(486f) Functionalized Inorganic Particle-Doped Composite Proton Exchange Membranes for Enhancement in Fuel-Rejecting and Proton-Conducting Property

Organic-inorganic hybrid proton exchange membranes have gained tremendous attention for use in direct methanol fuel cells due to their combined advantages originated from both the inorganic and organic components. A large variety of polymers have been blended with various inorganic particles by either physical blending or sol-gel process to generate inorganic phase in polymer matrix. The addition of carefully selected inorganic components leads to inhibited methanol crossover and improved stability. The inorganic dopants are usually functionalized to improve the organic-inorganic interfacial compatibility and to introduce additional pathways for proton transfer at the interface, thus increasing proton conductivity of the resultant hybrid membranes. Inorganic dopants such as titania and silica were applied widely for the ease of availability and functionalization.
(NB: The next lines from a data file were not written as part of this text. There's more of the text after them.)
impl Bundle {
    /// Creates a new, empty bundle.
    pub fn new() -> Self {
        Self {
            entries: HashMap::new(),
        }
    }

    /// Creates an empty bundle pre-sized for `capacity` entries.
    ///
    /// The bundle grows as needed; the capacity is only a hint.
    pub fn with_capacity(capacity: usize) -> Self {
        Self {
            entries: HashMap::with_capacity(capacity),
        }
    }

    /// Returns the number of mappings in this bundle.
    ///
    /// An explicit null still counts as a mapping.
    pub fn len(&self) -> usize {
        self.entries.len()
    }

    /// Returns true if this bundle holds no mappings.
    pub fn is_empty(&self) -> bool {
        self.entries.is_empty()
    }

    /// Removes every mapping from this bundle.
    pub fn clear(&mut self) {
        self.entries.clear();
    }

    /// Returns true if `key` is mapped in this bundle, even to an
    /// explicit null.
    pub fn contains_key(&self, key: &str) -> bool {
        self.entries.contains_key(key)
    }

    /// Iterates over the keys mapped in this bundle, in no particular
    /// order. Keys are unique by construction.
    pub fn keys(&self) -> impl Iterator<Item = &str> + '_ {
        self.entries.keys().map(String::as_str)
    }

    /// Removes any mapping for `key`.
    ///
    /// Returns whether a mapping was removed; removing an absent key is a
    /// no-op.
    pub fn remove(&mut self, key: &str) -> bool {
        self.entries.remove(key).is_some()
    }

    /// Inserts a raw value, replacing any existing mapping for `key`.
    ///
    /// Passing `None` records an explicit null: the key stays present
    /// (`contains_key` is true, it counts toward [`len`](Bundle::len))
    /// but holds no value.
    pub fn put(&mut self, key: impl Into<String>, value: impl Into<Option<Value>>) {
        self.entries.insert(key.into(), value.into());
    }

    /// Copies every mapping from `other` into this bundle, with `other`'s
    /// values winning on overlapping keys.
    ///
    /// Array, list, and nested values come across shared, not copied.
    pub fn put_all(&mut self, other: &Bundle) {
        for (key, value) in &other.entries {
            self.entries.insert(key.clone(), value.clone());
        }
    }

    /// Returns the raw value mapped to `key`, if there is one.
    ///
    /// A missing key and an explicit null both yield `None`; use
    /// [`try_get`](Bundle::try_get) to tell them apart.
    pub fn get(&self, key: &str) -> Option<&Value> {
        self.entries.get(key).and_then(Option::as_ref)
    }

    /// Strict lookup, distinguishing the ways a [`get`](Bundle::get) can
    /// come up empty.
    ///
    /// # Errors
    ///
    /// - [`BundleError::KeyNotFound`] if `key` has no mapping
    /// - [`BundleError::NullValue`] if `key` is mapped to an explicit null
    pub fn try_get(&self, key: &str) -> Result<&Value, BundleError> {
        match self.entries.get(key) {
            None => Err(BundleError::KeyNotFound(key.to_string())),
            Some(None) => Err(BundleError::NullValue(key.to_string())),
            Some(Some(value)) => Ok(value),
        }
    }

    /// Strict lookup that also checks the stored value's shape.
    ///
    /// # Errors
    ///
    /// Everything [`try_get`](Bundle::try_get) returns, plus
    /// [`BundleError::KindMismatch`] if the value is not of the
    /// `expected` kind.
    pub fn expect_kind(&self, key: &str, expected: Kind) -> Result<&Value, BundleError> {
        let value = self.try_get(key)?;
        let found = value.kind();
        if found == expected {
            Ok(value)
        } else {
            Err(BundleError::KindMismatch {
                key: key.to_string(),
                expected,
                found,
            })
        }
    }

    // Typed getters. Scalars default to the kind's zero value; strings,
    // arrays, lists, and nested bundles default to `None`.

    /// Returns the boolean for `key`, or `false`.
    pub fn get_boolean(&self, key: &str) -> bool {
        self.get_boolean_or(key, false)
    }

    /// Returns the boolean for `key`, or `default`.
    pub fn get_boolean_or(&self, key: &str, default: bool) -> bool {
        match self.get(key) {
            Some(Value::Boolean(v)) => *v,
            _ => default,
        }
    }

    /// Returns the byte for `key`, or `0`.
    pub fn get_byte(&self, key: &str) -> u8 {
        self.get_byte_or(key, 0)
    }

    /// Returns the byte for `key`, or `default`.
    pub fn get_byte_or(&self, key: &str, default: u8) -> u8 {
        match self.get(key) {
            Some(Value::Byte(v)) => *v,
            _ => default,
        }
    }

    /// Returns the char for `key`, or `'\0'`.
    pub fn get_char(&self, key: &str) -> char {
        self.get_char_or(key, '\0')
    }

    /// Returns the char for `key`, or `default`.
    pub fn get_char_or(&self, key: &str, default: char) -> char {
        match self.get(key) {
            Some(Value::Char(v)) => *v,
            _ => default,
        }
    }

    /// Returns the double for `key`, or `0.0`.
    pub fn get_double(&self, key: &str) -> f64 {
        self.get_double_or(key, 0.0)
    }

    /// Returns the double for `key`, or `default`.
    pub fn get_double_or(&self, key: &str, default: f64) -> f64 {
        match self.get(key) {
            Some(Value::Double(v)) => *v,
            _ => default,
        }
    }

    /// Returns the float for `key`, or `0.0`.
    pub fn get_float(&self, key: &str) -> f32 {
        self.get_float_or(key, 0.0)
    }

    /// Returns the float for `key`, or `default`.
    pub fn get_float_or(&self, key: &str, default: f32) -> f32 {
        match self.get(key) {
            Some(Value::Float(v)) => *v,
            _ => default,
        }
    }

    /// Returns the int for `key`, or `0`.
    pub fn get_int(&self, key: &str) -> i32 {
        self.get_int_or(key, 0)
    }

    /// Returns the int for `key`, or `default`.
    pub fn get_int_or(&self, key: &str, default: i32) -> i32 {
        match self.get(key) {
            Some(Value::Int(v)) => *v,
            _ => default,
        }
    }

    /// Returns the long for `key`, or `0`.
    pub fn get_long(&self, key: &str) -> i64 {
        self.get_long_or(key, 0)
    }

    /// Returns the long for `key`, or `default`.
    pub fn get_long_or(&self, key: &str, default: i64) -> i64 {
        match self.get(key) {
            Some(Value::Long(v)) => *v,
            _ => default,
        }
    }

    /// Returns the short for `key`, or `0`.
    pub fn get_short(&self, key: &str) -> i16 {
        self.get_short_or(key, 0)
    }

    /// Returns the short for `key`, or `default`.
    pub fn get_short_or(&self, key: &str, default: i16) -> i16 {
        match self.get(key) {
            Some(Value::Short(v)) => *v,
            _ => default,
        }
    }

    /// Returns the string for `key`, or `None`.
    pub fn get_string(&self, key: &str) -> Option<&str> {
        match self.get(key) {
            Some(Value::String(v)) => Some(v),
            _ => None,
        }
    }

    /// Returns the string for `key`, or `default`.
    pub fn get_string_or<'a>(&'a self, key: &str, default: &'a str) -> &'a str {
        self.get_string(key).unwrap_or(default)
    }

    /// Returns the boolean array for `key`, or `None`.
    pub fn get_boolean_array(&self, key: &str) -> Option<SharedVec<bool>> {
        match self.get(key) {
            Some(Value::BooleanArray(v)) => Some(Rc::clone(v)),
            _ => None,
        }
    }

    /// Returns the byte array for `key`, or `None`.
    pub fn get_byte_array(&self, key: &str) -> Option<SharedVec<u8>> {
        match self.get(key) {
            Some(Value::ByteArray(v)) => Some(Rc::clone(v)),
            _ => None,
        }
    }

    /// Returns the char array for `key`, or `None`.
    pub fn get_char_array(&self, key: &str) -> Option<SharedVec<char>> {
        match self.get(key) {
            Some(Value::CharArray(v)) => Some(Rc::clone(v)),
            _ => None,
        }
    }

    /// Returns the double array for `key`, or `None`.
    pub fn get_double_array(&self, key: &str) -> Option<SharedVec<f64>> {
        match self.get(key) {
            Some(Value::DoubleArray(v)) => Some(Rc::clone(v)),
            _ => None,
        }
    }

    /// Returns the float array for `key`, or `None`.
    pub fn get_float_array(&self, key: &str) -> Option<SharedVec<f32>> {
        match self.get(key) {
            Some(Value::FloatArray(v)) => Some(Rc::clone(v)),
            _ => None,
        }
    }

    /// Returns the int array for `key`, or `None`.
    ///
    /// The returned handle aliases the stored array; mutations through it
    /// are visible to every bundle sharing the value.
    pub fn get_int_array(&self, key: &str) -> Option<SharedVec<i32>> {
        match self.get(key) {
            Some(Value::IntArray(v)) => Some(Rc::clone(v)),
            _ => None,
        }
    }

    /// Returns the long array for `key`, or `None`.
    pub fn get_long_array(&self, key: &str) -> Option<SharedVec<i64>> {
        match self.get(key) {
            Some(Value::LongArray(v)) => Some(Rc::clone(v)),
            _ => None,
        }
    }

    /// Returns the short array for `key`, or `None`.
    pub fn get_short_array(&self, key: &str) -> Option<SharedVec<i16>> {
        match self.get(key) {
            Some(Value::ShortArray(v)) => Some(Rc::clone(v)),
            _ => None,
        }
    }

    /// Returns the string array for `key`, or `None`.
    pub fn get_string_array(&self, key: &str) -> Option<SharedVec<String>> {
        match self.get(key) {
            Some(Value::StringArray(v)) => Some(Rc::clone(v)),
            _ => None,
        }
    }

    /// Returns the int list for `key`, or `None`.
    ///
    /// Lists and arrays are distinct kinds: a value stored with
    /// [`put_int_array`](Bundle::put_int_array) is not found here.
    pub fn get_int_list(&self, key: &str) -> Option<SharedVec<i32>> {
        match self.get(key) {
            Some(Value::IntList(v)) => Some(Rc::clone(v)),
            _ => None,
        }
    }

    /// Returns the string list for `key`, or `None`.
    pub fn get_string_list(&self, key: &str) -> Option<SharedVec<String>> {
        match self.get(key) {
            Some(Value::StringList(v)) => Some(Rc::clone(v)),
            _ => None,
        }
    }

    /// Returns the nested bundle for `key`, or `None`.
    pub fn get_bundle(&self, key: &str) -> Option<SharedBundle> {
        match self.get(key) {
            Some(Value::Bundle(v)) => Some(Rc::clone(v)),
            _ => None,
        }
    }

    // Typed putters. Each replaces any existing mapping for the key,
    // whatever its kind.

    /// Inserts a boolean under `key`.
    pub fn put_boolean(&mut self, key: impl Into<String>, value: bool) {
        self.put(key, Value::Boolean(value));
    }

    /// Inserts a byte under `key`.
    pub fn put_byte(&mut self, key: impl Into<String>, value: u8) {
        self.put(key, Value::Byte(value));
    }

    /// Inserts a char under `key`.
    pub fn put_char(&mut self, key: impl Into<String>, value: char) {
        self.put(key, Value::Char(value));
    }

    /// Inserts a double under `key`.
    pub fn put_double(&mut self, key: impl Into<String>, value: f64) {
        self.put(key, Value::Double(value));
    }

    /// Inserts a float under `key`.
    pub fn put_float(&mut self, key: impl Into<String>, value: f32) {
        self.put(key, Value::Float(value));
    }

    /// Inserts an int under `key`.
    pub fn put_int(&mut self, key: impl Into<String>, value: i32) {
        self.put(key, Value::Int(value));
    }

    /// Inserts a long under `key`.
    pub fn put_long(&mut self, key: impl Into<String>, value: i64) {
        self.put(key, Value::Long(value));
    }

    /// Inserts a short under `key`.
    pub fn put_short(&mut self, key: impl Into<String>, value: i16) {
        self.put(key, Value::Short(value));
    }

    /// Inserts a string under `key`.
    pub fn put_string(&mut self, key: impl Into<String>, value: impl Into<String>) {
        self.put(key, Value::String(value.into()));
    }

    /// Inserts a boolean array under `key`.
    ///
    /// Accepts either an owned `Vec` or an already-shared cell; see
    /// [`IntoShared`].
    pub fn put_boolean_array(&mut self, key: impl Into<String>, value: impl IntoShared<Vec<bool>>) {
        self.put(key, Value::BooleanArray(value.into_shared()));
    }

    /// Inserts a byte array under `key`.
    pub fn put_byte_array(&mut self, key: impl Into<String>, value: impl IntoShared<Vec<u8>>) {
        self.put(key, Value::ByteArray(value.into_shared()));
    }

    /// Inserts a char array under `key`.
    pub fn put_char_array(&mut self, key: impl Into<String>, value: impl IntoShared<Vec<char>>) {
        self.put(key, Value::CharArray(value.into_shared()));
    }

    /// Inserts a double array under `key`.
    pub fn put_double_array(&mut self, key: impl Into<String>, value: impl IntoShared<Vec<f64>>) {
        self.put(key, Value::DoubleArray(value.into_shared()));
    }

    /// Inserts a float array under `key`.
    pub fn put_float_array(&mut self, key: impl Into<String>, value: impl IntoShared<Vec<f32>>) {
        self.put(key, Value::FloatArray(value.into_shared()));
    }

    /// Inserts an int array under `key`.
    pub fn put_int_array(&mut self, key: impl Into<String>, value: impl IntoShared<Vec<i32>>) {
        self.put(key, Value::IntArray(value.into_shared()));
    }

    /// Inserts a long array under `key`.
    pub fn put_long_array(&mut self, key: impl Into<String>, value: impl IntoShared<Vec<i64>>) {
        self.put(key, Value::LongArray(value.into_shared()));
    }

    /// Inserts a short array under `key`.
    pub fn put_short_array(&mut self, key: impl Into<String>, value: impl IntoShared<Vec<i16>>) {
        self.put(key, Value::ShortArray(value.into_shared()));
    }

    /// Inserts a string array under `key`.
    pub fn put_string_array(&mut self, key: impl Into<String>, value: impl IntoShared<Vec<String>>) {
        self.put(key, Value::StringArray(value.into_shared()));
    }

    /// Inserts an int list under `key`.
    pub fn put_int_list(&mut self, key: impl Into<String>, value: impl IntoShared<Vec<i32>>) {
        self.put(key, Value::IntList(value.into_shared()));
    }

    /// Inserts a string list under `key`.
    pub fn put_string_list(&mut self, key: impl Into<String>, value: impl IntoShared<Vec<String>>) {
        self.put(key, Value::StringList(value.into_shared()));
    }

    /// Inserts a nested bundle under `key`.
    pub fn put_bundle(&mut self, key: impl Into<String>, value: impl IntoShared<Bundle>) {
        self.put(key, Value::Bundle(value.into_shared()));
    }
}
In our previous work various functional groups including phosphonic acid groups, sulfonic acid groups, carboxylic acid groups, amine groups and amino acid groups by means of chelation absorption of these functional groups onto titania. In this study, two kinds of phosphorylated silica submicrospheres are synthesized and incorporated into sulfonated poly(ether ether ketone) (SPEEK) to fabricate hybrid membranes. Phosphorylation is carried out by the reaction of phosphorus oxychloride and the epoxy groups on the silica surface introduced by glycidyl-silane (SiP-I) or poly(glycidyl methacrylate) (SiP-II). The length of the chains and the amount of phosphoric acid groups grafted on the silica surface are tuned by the above two different phosphorylation methods. The dispersion of SiP-II, anti-swelling and methanol resistant property of the SPEEK/SiP-II hybrid membranes are enhanced. And the proton conductivity is increased by doping with both kinds of phosphorylated silica particles, while, interestingly, the SPEEK/SiP-I hybrid membranes with less amounts of phosphoric acid groups show unexpectedly much higher proton conductivity than the SPEEK/SiP-II hybrid one at the same doping content. A proton conductivity of 0.335 S cm^-1 at 60 ^oC and 100%RH is obtained. The result is tentatively discussed in terms of effective proton-conducting groups/sites instead of the absolute amount of acidic groups.